▶ _Source records_:
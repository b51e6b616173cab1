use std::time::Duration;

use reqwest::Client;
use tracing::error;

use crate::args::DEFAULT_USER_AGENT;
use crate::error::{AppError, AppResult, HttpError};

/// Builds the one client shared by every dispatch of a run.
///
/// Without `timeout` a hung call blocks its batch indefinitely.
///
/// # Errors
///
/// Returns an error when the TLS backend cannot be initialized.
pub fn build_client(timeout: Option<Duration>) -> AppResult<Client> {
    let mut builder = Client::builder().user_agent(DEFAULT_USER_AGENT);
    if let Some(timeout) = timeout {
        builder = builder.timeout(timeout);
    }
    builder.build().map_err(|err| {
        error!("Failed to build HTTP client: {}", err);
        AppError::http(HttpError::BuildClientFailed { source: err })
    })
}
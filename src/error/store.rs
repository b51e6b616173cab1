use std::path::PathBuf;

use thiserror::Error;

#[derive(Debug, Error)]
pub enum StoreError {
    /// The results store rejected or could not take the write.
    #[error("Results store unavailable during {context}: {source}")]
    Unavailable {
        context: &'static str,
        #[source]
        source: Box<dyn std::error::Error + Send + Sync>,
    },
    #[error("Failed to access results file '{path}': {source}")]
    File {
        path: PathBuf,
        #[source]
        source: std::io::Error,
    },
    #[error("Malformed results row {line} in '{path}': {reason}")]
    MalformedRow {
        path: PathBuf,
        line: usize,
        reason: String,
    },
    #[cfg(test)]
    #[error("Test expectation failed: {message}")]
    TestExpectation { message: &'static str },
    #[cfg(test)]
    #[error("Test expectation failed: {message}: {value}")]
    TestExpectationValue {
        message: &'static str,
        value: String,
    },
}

---

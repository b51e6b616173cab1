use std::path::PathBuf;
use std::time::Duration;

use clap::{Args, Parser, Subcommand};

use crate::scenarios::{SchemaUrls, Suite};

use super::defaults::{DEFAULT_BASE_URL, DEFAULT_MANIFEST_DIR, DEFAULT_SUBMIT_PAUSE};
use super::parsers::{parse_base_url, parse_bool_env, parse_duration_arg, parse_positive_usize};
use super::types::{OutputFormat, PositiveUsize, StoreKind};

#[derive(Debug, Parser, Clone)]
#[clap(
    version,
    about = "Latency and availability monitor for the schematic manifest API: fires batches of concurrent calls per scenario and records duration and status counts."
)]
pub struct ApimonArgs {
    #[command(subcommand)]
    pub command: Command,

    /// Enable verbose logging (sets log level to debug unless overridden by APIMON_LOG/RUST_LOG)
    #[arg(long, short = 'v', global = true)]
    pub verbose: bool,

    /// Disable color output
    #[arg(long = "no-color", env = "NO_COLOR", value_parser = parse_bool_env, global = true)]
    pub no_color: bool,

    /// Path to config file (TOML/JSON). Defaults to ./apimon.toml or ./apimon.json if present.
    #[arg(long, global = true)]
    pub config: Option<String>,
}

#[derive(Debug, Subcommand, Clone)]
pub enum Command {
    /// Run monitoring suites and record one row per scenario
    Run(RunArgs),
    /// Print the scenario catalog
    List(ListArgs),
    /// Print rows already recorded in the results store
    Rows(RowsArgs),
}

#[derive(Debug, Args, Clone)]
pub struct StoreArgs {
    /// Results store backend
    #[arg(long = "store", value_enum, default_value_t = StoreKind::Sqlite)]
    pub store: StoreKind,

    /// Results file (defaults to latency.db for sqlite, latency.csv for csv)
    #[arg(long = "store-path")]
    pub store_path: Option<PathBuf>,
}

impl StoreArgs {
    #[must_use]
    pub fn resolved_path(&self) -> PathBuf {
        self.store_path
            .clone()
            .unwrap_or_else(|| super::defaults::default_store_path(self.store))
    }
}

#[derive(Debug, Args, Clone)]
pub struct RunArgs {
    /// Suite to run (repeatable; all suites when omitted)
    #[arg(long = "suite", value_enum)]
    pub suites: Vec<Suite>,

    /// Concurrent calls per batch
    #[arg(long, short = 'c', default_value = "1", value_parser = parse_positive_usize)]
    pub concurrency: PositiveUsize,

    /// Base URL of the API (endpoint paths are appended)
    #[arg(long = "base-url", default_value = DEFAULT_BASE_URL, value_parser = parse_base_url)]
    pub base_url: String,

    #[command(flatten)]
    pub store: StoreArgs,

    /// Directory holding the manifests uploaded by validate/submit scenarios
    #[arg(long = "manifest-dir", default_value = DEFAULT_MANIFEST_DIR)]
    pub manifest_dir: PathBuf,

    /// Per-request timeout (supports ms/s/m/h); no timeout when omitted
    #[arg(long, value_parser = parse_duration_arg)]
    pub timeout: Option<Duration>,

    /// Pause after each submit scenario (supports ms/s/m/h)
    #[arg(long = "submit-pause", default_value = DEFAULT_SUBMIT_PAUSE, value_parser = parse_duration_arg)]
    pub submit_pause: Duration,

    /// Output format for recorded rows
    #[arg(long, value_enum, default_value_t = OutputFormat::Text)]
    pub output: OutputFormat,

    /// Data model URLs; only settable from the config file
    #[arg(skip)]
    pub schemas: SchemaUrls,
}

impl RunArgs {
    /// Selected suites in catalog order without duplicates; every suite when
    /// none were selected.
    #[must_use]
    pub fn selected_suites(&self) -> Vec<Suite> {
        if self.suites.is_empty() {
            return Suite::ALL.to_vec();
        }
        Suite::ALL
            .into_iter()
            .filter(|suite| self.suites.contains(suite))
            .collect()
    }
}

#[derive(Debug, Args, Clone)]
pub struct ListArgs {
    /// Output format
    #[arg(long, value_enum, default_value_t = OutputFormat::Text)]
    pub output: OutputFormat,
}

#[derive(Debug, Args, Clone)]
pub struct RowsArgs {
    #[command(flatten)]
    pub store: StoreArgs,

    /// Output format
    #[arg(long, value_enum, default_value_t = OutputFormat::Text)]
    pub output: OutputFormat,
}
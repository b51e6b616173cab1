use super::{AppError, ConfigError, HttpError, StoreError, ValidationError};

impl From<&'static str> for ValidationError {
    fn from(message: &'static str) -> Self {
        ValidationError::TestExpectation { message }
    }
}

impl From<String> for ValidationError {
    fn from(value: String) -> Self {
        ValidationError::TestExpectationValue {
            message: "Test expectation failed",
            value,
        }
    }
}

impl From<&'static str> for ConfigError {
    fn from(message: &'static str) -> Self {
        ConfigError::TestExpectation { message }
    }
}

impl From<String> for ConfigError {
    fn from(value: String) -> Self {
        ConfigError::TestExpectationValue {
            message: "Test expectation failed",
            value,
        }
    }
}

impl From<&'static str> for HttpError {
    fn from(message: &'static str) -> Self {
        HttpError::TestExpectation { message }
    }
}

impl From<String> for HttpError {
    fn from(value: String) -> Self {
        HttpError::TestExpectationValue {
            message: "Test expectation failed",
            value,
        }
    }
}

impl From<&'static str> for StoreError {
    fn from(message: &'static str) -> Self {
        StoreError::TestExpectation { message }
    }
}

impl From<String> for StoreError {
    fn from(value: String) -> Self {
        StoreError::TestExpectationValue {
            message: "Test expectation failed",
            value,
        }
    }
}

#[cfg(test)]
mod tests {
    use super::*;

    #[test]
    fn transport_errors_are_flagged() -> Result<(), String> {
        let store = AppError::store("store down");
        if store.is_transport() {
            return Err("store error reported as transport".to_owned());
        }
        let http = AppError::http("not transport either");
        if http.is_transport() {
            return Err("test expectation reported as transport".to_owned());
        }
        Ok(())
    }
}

...

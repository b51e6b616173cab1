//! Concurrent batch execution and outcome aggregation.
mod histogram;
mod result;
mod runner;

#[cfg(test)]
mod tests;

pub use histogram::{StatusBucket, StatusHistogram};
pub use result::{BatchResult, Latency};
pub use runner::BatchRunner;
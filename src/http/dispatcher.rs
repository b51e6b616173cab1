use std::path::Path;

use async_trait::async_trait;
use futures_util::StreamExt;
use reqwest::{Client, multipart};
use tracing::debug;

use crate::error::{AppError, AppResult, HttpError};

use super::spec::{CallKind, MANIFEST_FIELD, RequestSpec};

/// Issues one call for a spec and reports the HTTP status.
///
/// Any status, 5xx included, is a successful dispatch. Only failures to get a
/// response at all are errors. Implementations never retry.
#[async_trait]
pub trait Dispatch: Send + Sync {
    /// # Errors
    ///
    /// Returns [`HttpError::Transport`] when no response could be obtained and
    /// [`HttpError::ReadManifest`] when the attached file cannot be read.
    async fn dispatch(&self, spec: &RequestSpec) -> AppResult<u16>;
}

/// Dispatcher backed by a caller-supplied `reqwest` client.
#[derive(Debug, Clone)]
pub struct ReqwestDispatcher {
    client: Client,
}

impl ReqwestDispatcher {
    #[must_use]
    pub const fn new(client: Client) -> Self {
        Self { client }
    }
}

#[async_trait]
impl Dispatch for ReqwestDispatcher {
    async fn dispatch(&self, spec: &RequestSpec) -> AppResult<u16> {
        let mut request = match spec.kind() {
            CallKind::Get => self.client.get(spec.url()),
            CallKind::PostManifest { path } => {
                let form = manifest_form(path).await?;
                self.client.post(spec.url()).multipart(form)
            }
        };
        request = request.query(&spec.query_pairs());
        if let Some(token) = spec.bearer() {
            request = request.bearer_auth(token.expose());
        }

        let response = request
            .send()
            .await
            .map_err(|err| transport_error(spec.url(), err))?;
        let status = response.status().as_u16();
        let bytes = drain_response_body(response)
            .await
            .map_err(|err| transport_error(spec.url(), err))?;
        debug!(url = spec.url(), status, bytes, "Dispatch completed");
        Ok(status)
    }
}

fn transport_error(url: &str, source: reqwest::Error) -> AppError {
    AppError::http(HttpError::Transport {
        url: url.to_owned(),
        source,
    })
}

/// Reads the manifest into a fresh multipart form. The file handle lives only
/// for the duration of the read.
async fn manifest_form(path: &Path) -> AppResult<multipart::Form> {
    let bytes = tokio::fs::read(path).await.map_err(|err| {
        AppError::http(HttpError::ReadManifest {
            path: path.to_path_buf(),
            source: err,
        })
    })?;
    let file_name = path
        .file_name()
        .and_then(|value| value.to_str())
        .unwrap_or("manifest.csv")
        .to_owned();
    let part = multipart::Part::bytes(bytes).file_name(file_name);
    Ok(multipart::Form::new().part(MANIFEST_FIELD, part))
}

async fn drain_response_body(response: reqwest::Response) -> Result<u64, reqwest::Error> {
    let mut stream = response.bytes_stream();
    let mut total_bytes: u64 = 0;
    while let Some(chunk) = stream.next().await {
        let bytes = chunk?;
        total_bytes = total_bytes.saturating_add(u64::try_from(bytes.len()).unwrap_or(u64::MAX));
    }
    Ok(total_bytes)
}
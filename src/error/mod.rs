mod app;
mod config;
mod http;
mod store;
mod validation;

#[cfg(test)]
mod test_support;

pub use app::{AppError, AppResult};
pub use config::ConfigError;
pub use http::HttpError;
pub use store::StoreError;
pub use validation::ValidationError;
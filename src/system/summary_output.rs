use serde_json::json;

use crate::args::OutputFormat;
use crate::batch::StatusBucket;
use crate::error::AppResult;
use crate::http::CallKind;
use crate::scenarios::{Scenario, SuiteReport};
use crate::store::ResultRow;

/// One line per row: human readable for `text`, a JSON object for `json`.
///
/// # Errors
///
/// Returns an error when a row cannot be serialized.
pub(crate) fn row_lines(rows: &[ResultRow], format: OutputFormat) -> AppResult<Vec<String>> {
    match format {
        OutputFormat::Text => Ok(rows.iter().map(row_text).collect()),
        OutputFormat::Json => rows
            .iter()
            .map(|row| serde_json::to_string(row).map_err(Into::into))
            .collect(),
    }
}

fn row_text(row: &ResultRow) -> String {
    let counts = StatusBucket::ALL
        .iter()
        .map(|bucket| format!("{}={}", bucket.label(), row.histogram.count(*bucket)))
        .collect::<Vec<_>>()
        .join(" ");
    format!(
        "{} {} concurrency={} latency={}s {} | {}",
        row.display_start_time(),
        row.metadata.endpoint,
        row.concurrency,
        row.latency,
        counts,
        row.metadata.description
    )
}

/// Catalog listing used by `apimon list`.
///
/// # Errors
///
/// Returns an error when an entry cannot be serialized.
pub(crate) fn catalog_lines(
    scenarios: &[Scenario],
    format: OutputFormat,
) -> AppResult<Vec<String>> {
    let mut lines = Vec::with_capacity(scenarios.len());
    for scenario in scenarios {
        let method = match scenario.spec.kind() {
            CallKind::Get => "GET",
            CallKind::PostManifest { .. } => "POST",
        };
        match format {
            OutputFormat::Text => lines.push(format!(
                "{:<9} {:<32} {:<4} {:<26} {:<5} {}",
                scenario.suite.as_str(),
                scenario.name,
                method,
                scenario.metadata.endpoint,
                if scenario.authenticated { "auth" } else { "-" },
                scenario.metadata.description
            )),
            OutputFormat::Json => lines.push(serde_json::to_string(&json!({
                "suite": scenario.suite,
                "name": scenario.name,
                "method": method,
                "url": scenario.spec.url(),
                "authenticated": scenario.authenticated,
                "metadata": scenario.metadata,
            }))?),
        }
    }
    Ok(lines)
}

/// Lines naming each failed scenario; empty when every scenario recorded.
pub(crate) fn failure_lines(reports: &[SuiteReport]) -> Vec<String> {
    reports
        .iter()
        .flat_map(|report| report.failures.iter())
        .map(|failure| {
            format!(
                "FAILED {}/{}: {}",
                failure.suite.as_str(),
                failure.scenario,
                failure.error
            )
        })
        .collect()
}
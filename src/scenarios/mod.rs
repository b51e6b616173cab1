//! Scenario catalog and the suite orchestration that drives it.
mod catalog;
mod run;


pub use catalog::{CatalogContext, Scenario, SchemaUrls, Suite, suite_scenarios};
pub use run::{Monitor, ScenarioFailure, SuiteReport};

▶ _Your goal_:
Each line above holding the string "clap" counts once; please report the total and nothing more.

▶ _Response to this exercise_:
2